Stored data entries -
━━━━━━━━━━━━━━━━
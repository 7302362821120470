// SPDX-License-Identifier: MIT
// Copyright (c) 2026 ADNT Sarl <info@adnt.io>

use crate::engine::AssetEngine;
use crate::usb_transport::UsbTransport;
use heapless::Vec;
use tilestream_common::protocol::{parse_semver, AckStatus, Command, Response};
use tilestream_common::service::{Event, EventBus};
use tilestream_common::{validate_config, AssetError, BoundSlots, ConfigTable, CubeId};

const FIRMWARE_VERSION: &str = env!("CARGO_PKG_VERSION");

fn send_ack(transport: &mut UsbTransport, status: AckStatus) {
    let _ = transport.send(&Response::Ack(status));
}

fn rejection(error: AssetError) -> AckStatus {
    match error {
        AssetError::Busy => AckStatus::Busy,
        other => AckStatus::Rejected(other),
    }
}

/// Dispatch a command to its handler.
pub fn dispatch_command(
    transport: &mut UsbTransport,
    engine: &mut AssetEngine,
    events: &EventBus,
    cmd: Command,
) {
    match cmd {
        Command::GetStatus => handle_get_status(transport, engine),
        Command::WriteRam { va, data } => handle_write_ram(transport, engine, va, &data),
        Command::BindSlots { mask } => handle_bind_slots(transport, engine, mask),
        Command::ValidateConfig { config_va, count } => {
            let status = match validate_config(
                &engine.bus,
                engine.bound_slots,
                ConfigTable::new(config_va, count),
            ) {
                Ok(_) => AckStatus::Ok,
                Err(e) => AckStatus::Rejected(e),
            };
            send_ack(transport, status);
        }
        Command::LoadConfig {
            cube_mask,
            config_va,
            count,
        } => handle_load_config(transport, engine, cube_mask, config_va, count),
        Command::LoadGroup { cube, group_va } => {
            handle_load_group(transport, engine, events, cube, group_va)
        }
        Command::Pause { cube } => {
            let paused = CubeId::new(cube).is_some_and(|c| engine.loader.pause(c));
            send_ack(transport, if paused { AckStatus::Ok } else { AckStatus::BadState });
        }
        Command::Resume { cube } => {
            let resumed = CubeId::new(cube).is_some_and(|c| engine.loader.resume(c));
            send_ack(transport, if resumed { AckStatus::Ok } else { AckStatus::BadState });
        }
        Command::Cancel { cube_mask } => {
            let cancelled = engine.cancel(cube_mask);
            defmt::println!("Cancel: cubes 0x{:08x}", cancelled);
            send_ack(transport, AckStatus::Ok);
        }
        Command::QueryGroup { group_va, cube } => {
            let Some(cube) = CubeId::new(cube) else {
                return send_ack(transport, AckStatus::BadCommand);
            };
            let base = tilestream_common::group::loaded_base_addr(&engine.bus, group_va, cube);
            let _ = transport.send(&Response::BaseAddr(base));
        }
    }
}

/// Handle `GetStatus` command: report loader and volume state.
fn handle_get_status(transport: &mut UsbTransport, engine: &AssetEngine) {
    let mut volumes = Vec::new();
    for handle in engine.bus.handles() {
        // Bus holds at most as many volumes as the response can carry
        let _ = volumes.push(handle);
    }

    let _ = transport.send(&Response::Status {
        firmware_version: parse_semver(FIRMWARE_VERSION),
        bound_slots: engine.bound_slots.mask(),
        active_mask: engine.loader.active_mask(),
        paused_mask: engine.loader.paused_mask(),
        pending_mask: engine.consumers.pending_mask(),
        volumes,
    });
}

fn handle_write_ram(transport: &mut UsbTransport, engine: &mut AssetEngine, va: u32, data: &[u8]) {
    match engine.bus.write_ram(va, data) {
        Ok(()) => send_ack(transport, AckStatus::Ok),
        Err(e) => {
            defmt::warn!("WriteRam: {} bytes at 0x{:08x}: {:?}", data.len(), va, e);
            send_ack(transport, AckStatus::BadCommand);
        }
    }
}

/// Slot bindings are fixed while any load runs.
fn handle_bind_slots(transport: &mut UsbTransport, engine: &mut AssetEngine, mask: u8) {
    if !engine.loader.is_idle() {
        return send_ack(transport, AckStatus::BadState);
    }
    engine.bound_slots = BoundSlots::from_mask(mask);
    defmt::println!("BindSlots: mask=0x{:02x}", engine.bound_slots.mask());
    send_ack(transport, AckStatus::Ok);
}

/// Handle `LoadConfig` command: validate the table, then start every cube.
fn handle_load_config(
    transport: &mut UsbTransport,
    engine: &mut AssetEngine,
    cube_mask: u32,
    config_va: u32,
    count: u32,
) {
    if cube_mask == 0 {
        return send_ack(transport, AckStatus::BadCommand);
    }

    let table = ConfigTable::new(config_va, count);
    let started = validate_config(&engine.bus, engine.bound_slots, table)
        .and_then(|usage| {
            defmt::println!(
                "LoadConfig: {} entries, slot tiles {:?}",
                count,
                usage.tiles
            );
            engine.loader.start_config(cube_mask, table, engine.bound_slots)
        });

    match started {
        Ok(()) => send_ack(transport, AckStatus::Ok),
        Err(e) => {
            defmt::warn!("LoadConfig rejected: {:?}", e);
            send_ack(transport, rejection(e));
        }
    }
}

/// Handle `LoadGroup` command. A bad pointer here aborts the whole unit.
fn handle_load_group(
    transport: &mut UsbTransport,
    engine: &mut AssetEngine,
    events: &EventBus,
    cube: u8,
    group_va: u32,
) {
    let Some(cube) = CubeId::new(cube) else {
        return send_ack(transport, AckStatus::BadCommand);
    };

    match engine.start_group(cube, group_va) {
        Ok(()) => {
            defmt::println!("LoadGroup: cube {} from 0x{:08x}", cube.raw(), group_va);
            send_ack(transport, AckStatus::Ok);
        }
        Err(fault) => {
            engine.abort(fault);
            events.publish(Event::UnitAborted(fault));
            send_ack(transport, AckStatus::Fault(fault));
        }
    }
}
━━━━━━━━━━━━━━━━
Lines from the start of the entries through the one containing "to its handler." are to be set down again exactly, both ends included.

repository 7302362821120470
// SPDX-License-Identifier: MIT
// Copyright (c) 2026 ADNT Sarl <info@adnt.io>

use crate::engine::AssetEngine;
use crate::usb_transport::UsbTransport;
use heapless::Vec;
use tilestream_common::protocol::{parse_semver, AckStatus, Command, Response};
use tilestream_common::service::{Event, EventBus};
use tilestream_common::{validate_config, AssetError, BoundSlots, ConfigTable, CubeId};

const FIRMWARE_VERSION: &str = env!("CARGO_PKG_VERSION");

fn send_ack(transport: &mut UsbTransport, status: AckStatus) {
    let _ = transport.send(&Response::Ack(status));
}

fn rejection(error: AssetError) -> AckStatus {
    match error {
        AssetError::Busy => AckStatus::Busy,
        other => AckStatus::Rejected(other),
    }
}

/// Dispatch a command to its handler.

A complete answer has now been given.